Stored data entries:

*** Begin section ***

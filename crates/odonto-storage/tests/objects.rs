use odonto_storage::error::StorageError;
use odonto_storage::objects::{content_disposition, is_precondition_failure};
use odonto_core::messages::UniqueField;

#[test]
fn conditional_write_failures_are_recognized_by_code() {
    assert!(is_precondition_failure(Some("PreconditionFailed"), ""));
    assert!(is_precondition_failure(Some("ConditionalRequestConflict"), ""));
    assert!(!is_precondition_failure(Some("AccessDenied"), "access denied"));
}

#[test]
fn conditional_write_failures_fall_back_to_message() {
    assert!(is_precondition_failure(
        None,
        "unhandled error (PreconditionFailed): At least one of the pre-conditions you specified did not hold"
    ));
    assert!(!is_precondition_failure(None, "dispatch failure"));
}

#[test]
fn download_names_are_quoted_and_ascii() {
    assert_eq!(
        content_disposition("raio-x panorâmico.png"),
        "attachment; filename=\"raio-x panor_mico.png\""
    );
    assert_eq!(
        content_disposition("a\"b.pdf"),
        "attachment; filename=\"a_b.pdf\""
    );
}

#[test]
fn claim_conflicts_name_the_index() {
    let err = StorageError::AlreadyClaimed {
        field: UniqueField::PatientCpf,
    };
    assert_eq!(err.to_string(), "patient-cpf already claimed by another record");
}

*** End section ***

Assignment:
What is needed here is an exact copy of all the records above.

Exercise answer:
filename crates/odonto-storage/tests/objects.rs
use odonto_storage::error::StorageError;
use odonto_storage::objects::{content_disposition, is_precondition_failure};
use odonto_core::messages::UniqueField;

#[test]
fn conditional_write_failures_are_recognized_by_code() {
    assert!(is_precondition_failure(Some("PreconditionFailed"), ""));
    assert!(is_precondition_failure(Some("ConditionalRequestConflict"), ""));
    assert!(!is_precondition_failure(Some("AccessDenied"), "access denied"));
}

#[test]
fn conditional_write_failures_fall_back_to_message() {
    assert!(is_precondition_failure(
        None,
        "unhandled error (PreconditionFailed): At least one of the pre-conditions you specified did not hold"
    ));
    assert!(!is_precondition_failure(None, "dispatch failure"));
}

#[test]
fn download_names_are_quoted_and_ascii() {
    assert_eq!(
        content_disposition("raio-x panorâmico.png"),
        "attachment; filename=\"raio-x panor_mico.png\""
    );
    assert_eq!(
        content_disposition("a\"b.pdf"),
        "attachment; filename=\"a_b.pdf\""
    );
}

#[test]
fn claim_conflicts_name_the_index() {
    let err = StorageError::AlreadyClaimed {
        field: UniqueField::PatientCpf,
    };
    assert_eq!(err.to_string(), "patient-cpf already claimed by another record");
}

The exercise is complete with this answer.